My experience with EAgents - not just over the past few years, but back 17 years ago when I sold the big family house, was that they really want you to sign up to them being the sole agent (lower fee paid), so give you a very inflated valuation.
Then, once they put it on the market - if they do strike lucky, then wonderful for all, but usually this does not happen, so after about three or four weeks they come back to you saying the amount is far too high and lowering it. Efffectively, you lose that first month AND it never looks really good to see on rightmove those words ' Reduced on....'
As I say this happened even all those years back, I had kept a close eye on local prices and was astonished when the agents were thirty grand above that. When they came to me with that spiel it got reduced to the exact amount I had first said I thought it should be - and it sold quickly.

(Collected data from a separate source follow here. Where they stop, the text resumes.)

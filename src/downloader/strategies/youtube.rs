use std::sync::Arc;
use async_trait::async_trait;
use tokio_util::sync::CancellationToken;
use crate::downloader::strategies::cover_embeddable;
use crate::downloader::ytdlp::{MediaTool, ToolRequest};
use crate::downloader::{
    BackendId, CollectionInfo, DownloadOptions, FetchReport, FetchTarget, OutputFormat, SourceBackend,
};
use crate::errors::Result;
use crate::search::host_matches;

const VIDEO_PLATFORM_DOMAINS: [&str; 3] = ["youtube.com", "youtu.be", "music.youtube.com"];

/// Generic streaming-video backend, the universal fallback.
pub struct VideoPlatformBackend {
    tool: Arc<dyn MediaTool>,
}

impl VideoPlatformBackend {
    pub fn new(tool: Arc<dyn MediaTool>) -> Self {
        Self { tool }
    }

    /// Prefers the native m4a stream; transcodes only when another format
    /// was asked for.
    pub fn tool_request(target: &FetchTarget, options: &DownloadOptions) -> ToolRequest {
        let audio_format = match options.output_format {
            OutputFormat::M4a => None,
            other => Some(other),
        };
        ToolRequest {
            target: target.query.clone(),
            destination: target.destination.clone(),
            format_selector: "bestaudio[ext=m4a]/bestaudio/best".to_string(),
            audio_format,
            embed_thumbnail: options.embed_cover && cover_embeddable(options.output_format),
            add_metadata: true,
            allow_playlist: target.collection,
        }
    }
}

#[async_trait]
impl SourceBackend for VideoPlatformBackend {
    fn id(&self) -> BackendId {
        BackendId::VideoPlatform
    }

    fn can_handle(&self, query: &str) -> bool {
        host_matches(query, &VIDEO_PLATFORM_DOMAINS)
    }

    fn search_prefix(&self) -> Option<&'static str> {
        Some("ytsearch")
    }

    fn is_available(&self) -> bool {
        self.tool.is_available()
    }

    async fn probe_collection(&self, query: &str, cancel: &CancellationToken) -> Result<Option<CollectionInfo>> {
        self.tool.probe_collection(query, cancel).await
    }

    async fn fetch(&self, target: &FetchTarget, options: &DownloadOptions, cancel: &CancellationToken) -> Result<FetchReport> {
        log::info!("📺 [YOUTUBE] Fetching: {}", target.query);
        self.tool.fetch(&Self::tool_request(target, options), cancel).await
    }
}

This time around, the second time I actually pushed the agents to market it a lower price than they wished, still felt it was too high (and it was), no offers, reduced a lot, but it was too late.
It was interesting that last year I told the E.Agents the price I was not willing to go below (a reasonable one), they marketed it and the agents I from the previous year came to me saying they would easily sell it at that price if I went with them!!! But, they had blown their chance the year previous.
So, I priced it towards the lower end of what I knew it could get, despite would-be purchasers messing me about, each time one fell through a new purchaser came within a few days and I the offer that went through finally, was virtually at the price I had requested.
This morning I have a zoom U3A coffee morning, then this afternoon my daughter will come over to use my internet to hold her weekly team meeting (whilst she is still employed at the local college), then stay on for a meal (Tuesday evenings was always our time together).
I most disturbed that my younger g.children are all very unhappy - even in floods of tears - that they will not be able to have any return to their schools (they are all primary aged three in year 5, and one in year 4). Going to school, particularly at that age, is so much more than about education - note that the United Nations Rights of the Child include the Right to Education. Ours will have been denied this for six months by September. And it is nothing to do with having lessons on line or not - it is about so much else. Amazing that shops can open, McDonalds and Primark can have queues, but we cannot get all the nations children back into even as much as half a day schooling per week. And, I know some parents will not want their children to go to school and nobody should force them at this time, but there are many other parents who really want this to happen.